What if you could fix messy data docs with just one simple trick?
Why Doc blocks for reusable descriptions in dbt? - Purpose & Use Cases
Imagine you have many data models and columns in your project. You want to explain what each column means, but you have to write the same description again and again for similar columns in different models.
Writing descriptions manually for every column is slow and boring. It's easy to make mistakes or forget to update some descriptions. This causes confusion for anyone reading your data documentation.
Doc blocks let you write a description once and reuse it everywhere. This keeps your documentation consistent and saves time. When you update the doc block, all places using it update automatically.

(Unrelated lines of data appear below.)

use std::fmt::Debug;
use std::future::Future;
use std::sync::Mutex;
use tokio::task::JoinSet;

use crate::utils::error::Result;

/// Detached jobs that outlive the request that started them.
/// Failures are logged here and never reach the caller.
#[derive(Default)]
pub struct BackgroundTasks {
    set: Mutex<JoinSet<()>>,
}

impl BackgroundTasks {
    pub fn new() -> Self {
        Self::default()
    }

    /// Must be called from within a tokio runtime.
    pub fn spawn<F, T>(&self, name: &'static str, task: F)
    where
        F: Future<Output = Result<T>> + Send + 'static,
        T: Debug + Send + 'static,
    {
        let mut set = self.set.lock().unwrap_or_else(|poisoned| poisoned.into_inner());

        while let Some(finished) = set.try_join_next() {
            Self::log_join(finished);
        }

        set.spawn(async move {
            tracing::info!("Starting background task: {}", name);
            match task.await {
                Ok(outcome) => tracing::info!("✅ {} finished: {:?}", name, outcome),
                Err(e) => tracing::error!("❌ {} failed: {}", name, e),
            }
        });
    }

    /// Tasks still running; finished ones are reaped first.
    pub fn in_flight(&self) -> usize {
        let mut set = self.set.lock().unwrap_or_else(|poisoned| poisoned.into_inner());
        while let Some(finished) = set.try_join_next() {
            Self::log_join(finished);
        }
        set.len()
    }

    /// Waits for every task spawned so far.
    pub async fn drain(&self) {
        let mut set = {
            let mut guard = self.set.lock().unwrap_or_else(|poisoned| poisoned.into_inner());
            std::mem::take(&mut *guard)
        };

        while let Some(finished) = set.join_next().await {
            Self::log_join(finished);
        }
    }

    fn log_join(finished: std::result::Result<(), tokio::task::JoinError>) {
        if let Err(e) = finished {
            tracing::error!("❌ Background task aborted: {}", e);
        }
    }
}

#[cfg(test)]
mod tests {
    use super::*;
    use crate::utils::error::CatalogError;
    use std::sync::atomic::{AtomicUsize, Ordering};
    use std::sync::Arc;
    use std::time::Duration;

    #[tokio::test]
    async fn test_drain_waits_for_spawned_tasks() {
        let tasks = BackgroundTasks::new();
        let done = Arc::new(AtomicUsize::new(0));

        for _ in 0..3 {
            let done = done.clone();
            tasks.spawn("counter", async move {
                tokio::time::sleep(Duration::from_millis(5)).await;
                done.fetch_add(1, Ordering::SeqCst);
                Ok(())
            });
        }
        assert!(tasks.in_flight() > 0);

        tasks.drain().await;
        assert_eq!(done.load(Ordering::SeqCst), 3);
        assert_eq!(tasks.in_flight(), 0);
    }

    #[tokio::test]
    async fn test_finished_tasks_are_not_in_flight() {
        let tasks = BackgroundTasks::new();
        tasks.spawn("quick", async { Ok(()) });
        tasks.spawn("slow", async {
            tokio::time::sleep(Duration::from_secs(60)).await;
            Ok(())
        });

        tokio::time::sleep(Duration::from_millis(50)).await;
        assert_eq!(tasks.in_flight(), 1);
    }

    #[tokio::test]
    async fn test_failing_task_does_not_affect_others() {
        let tasks = BackgroundTasks::new();
        let done = Arc::new(AtomicUsize::new(0));

        tasks.spawn("broken", async {
            Err::<(), _>(CatalogError::ValidationError {
                message: "boom".to_string(),
            })
        });
        let counter = done.clone();
        tasks.spawn("ok", async move {
            counter.fetch_add(1, Ordering::SeqCst);
            Ok(())
        });

        tasks.drain().await;
        assert_eq!(done.load(Ordering::SeqCst), 1);
    }
}
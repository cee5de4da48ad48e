use crate::domain::model::{
    ArchitectureRecord, BomRecord, BundleFormat, BundleHandle, BundleOptions, Catalog,
    CatalogEntry, SolutionRecord, SyncReport,
};
use crate::utils::error::{CacheError, FetchError, Result};
use async_trait::async_trait;
use chrono::{DateTime, Utc};
use std::time::Duration;

pub trait Storage: Send + Sync {
    fn read_file(&self, path: &str) -> impl std::future::Future<Output = Result<Vec<u8>>> + Send;
    fn write_file(
        &self,
        path: &str,
        data: &[u8],
    ) -> impl std::future::Future<Output = Result<()>> + Send;
}

/// Fetches and merges catalog source documents.
#[async_trait]
pub trait CatalogLoader: Send + Sync {
    async fn load_catalog(&self, urls: &[String]) -> std::result::Result<Catalog, FetchError>;
}

/// Retrieves a raw manifest document as text.
#[async_trait]
pub trait ManifestFetcher: Send + Sync {
    async fn fetch_text(&self, url: &str) -> std::result::Result<String, FetchError>;
}

/// Key-value cache. Every call is best-effort from the engine's point of view.
#[async_trait]
pub trait CacheService: Send + Sync {
    async fn get(&self, key: &str) -> std::result::Result<Option<String>, CacheError>;
    async fn set(
        &self,
        key: &str,
        value: &str,
        ttl: Option<Duration>,
    ) -> std::result::Result<(), CacheError>;
}

#[async_trait]
pub trait BundleBuilder: Send + Sync {
    async fn build_bundle(&self, catalog: &Catalog, entries: &[CatalogEntry]) -> Result<BundleHandle>;
    async fn write_bundle(
        &self,
        handle: &BundleHandle,
        format: BundleFormat,
        options: &BundleOptions,
    ) -> Result<Vec<u8>>;
}

pub trait Record: Clone + Send + Sync + 'static {
    fn record_id(&self) -> String;
}

impl Record for SolutionRecord {
    fn record_id(&self) -> String {
        self.id.clone()
    }
}

impl Record for ArchitectureRecord {
    fn record_id(&self) -> String {
        self.arch_id.clone()
    }
}

impl Record for BomRecord {
    fn record_id(&self) -> String {
        format!("{}/{}", self.arch_id, self.desc)
    }
}

/// Durable key-value-by-id store with list capability.
#[async_trait]
pub trait Repository<T: Record>: Send + Sync {
    async fn create(&self, item: T) -> Result<T>;
    async fn find_by_id(&self, id: &str) -> Result<Option<T>>;
    async fn delete_by_id(&self, id: &str) -> Result<bool>;
    async fn list(&self) -> Result<Vec<T>>;
}

/// One background synchronization job.
#[async_trait]
pub trait CatalogSync: Send + Sync {
    fn name(&self) -> &'static str;
    async fn sync(&self) -> Result<SyncReport>;
}

pub trait Clock: Send + Sync {
    fn now(&self) -> DateTime<Utc>;
}

#[derive(Debug, Clone, Copy, Default)]
pub struct SystemClock;

impl Clock for SystemClock {
    fn now(&self) -> DateTime<Utc> {
        Utc::now()
    }
}
use crate::domain::ports::{Record, Repository};
use crate::utils::error::{CatalogError, Result};
use async_trait::async_trait;
use tokio::sync::RwLock;

/// Insertion-ordered in-memory repository keyed by `Record::record_id`.
pub struct InMemoryRepository<T: Record> {
    items: RwLock<Vec<T>>,
}

impl<T: Record> Default for InMemoryRepository<T> {
    fn default() -> Self {
        Self {
            items: RwLock::new(Vec::new()),
        }
    }
}

impl<T: Record> InMemoryRepository<T> {
    pub fn new() -> Self {
        Self::default()
    }

    pub async fn count(&self) -> usize {
        self.items.read().await.len()
    }
}

#[async_trait]
impl<T: Record> Repository<T> for InMemoryRepository<T> {
    async fn create(&self, item: T) -> Result<T> {
        let mut items = self.items.write().await;
        let id = item.record_id();
        if items.iter().any(|existing| existing.record_id() == id) {
            return Err(CatalogError::Repository {
                message: format!("{} already exists", id),
            });
        }
        items.push(item.clone());
        Ok(item)
    }

    async fn find_by_id(&self, id: &str) -> Result<Option<T>> {
        let items = self.items.read().await;
        Ok(items.iter().find(|item| item.record_id() == id).cloned())
    }

    async fn delete_by_id(&self, id: &str) -> Result<bool> {
        let mut items = self.items.write().await;
        let before = items.len();
        items.retain(|item| item.record_id() != id);
        Ok(items.len() != before)
    }

    async fn list(&self) -> Result<Vec<T>> {
        Ok(self.items.read().await.clone())
    }
}

#[cfg(test)]
mod tests {
    use super::*;
    use crate::domain::model::SolutionRecord;

    fn solution(id: &str) -> SolutionRecord {
        SolutionRecord {
            id: id.to_string(),
            name: id.to_string(),
            short_desc: String::new(),
            long_desc: String::new(),
            public: true,
            techzone: false,
            platform: None,
            yaml: String::new(),
        }
    }

    #[tokio::test]
    async fn test_duplicate_ids_are_rejected() {
        let repository = InMemoryRepository::new();
        repository.create(solution("sol1")).await.unwrap();

        let err = repository.create(solution("sol1")).await.unwrap_err();
        assert!(matches!(err, CatalogError::Repository { .. }));

        assert!(repository.delete_by_id("sol1").await.unwrap());
        assert!(!repository.delete_by_id("sol1").await.unwrap());
        repository.create(solution("sol1")).await.unwrap();
        assert_eq!(repository.count().await, 1);
    }
}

description: 'User ID representing the unique identifier for a user' description: 'User ID representing the unique identifier for a user'
docs: user_id: 'User ID representing the unique identifier for a user' columns: - name: user_id description: "{{ doc('user_id') }}" - name: creator_id description: "{{ doc('user_id') }}"
You can maintain clear, consistent, and up-to-date data documentation effortlessly across your entire project.
A data analyst quickly understands that both user_id and creator_id columns refer to the same concept without confusion, thanks to shared doc blocks.
Writing descriptions once and reusing them saves time.
Doc blocks keep documentation consistent and easy to update.
Everyone on the team understands data better with clear docs.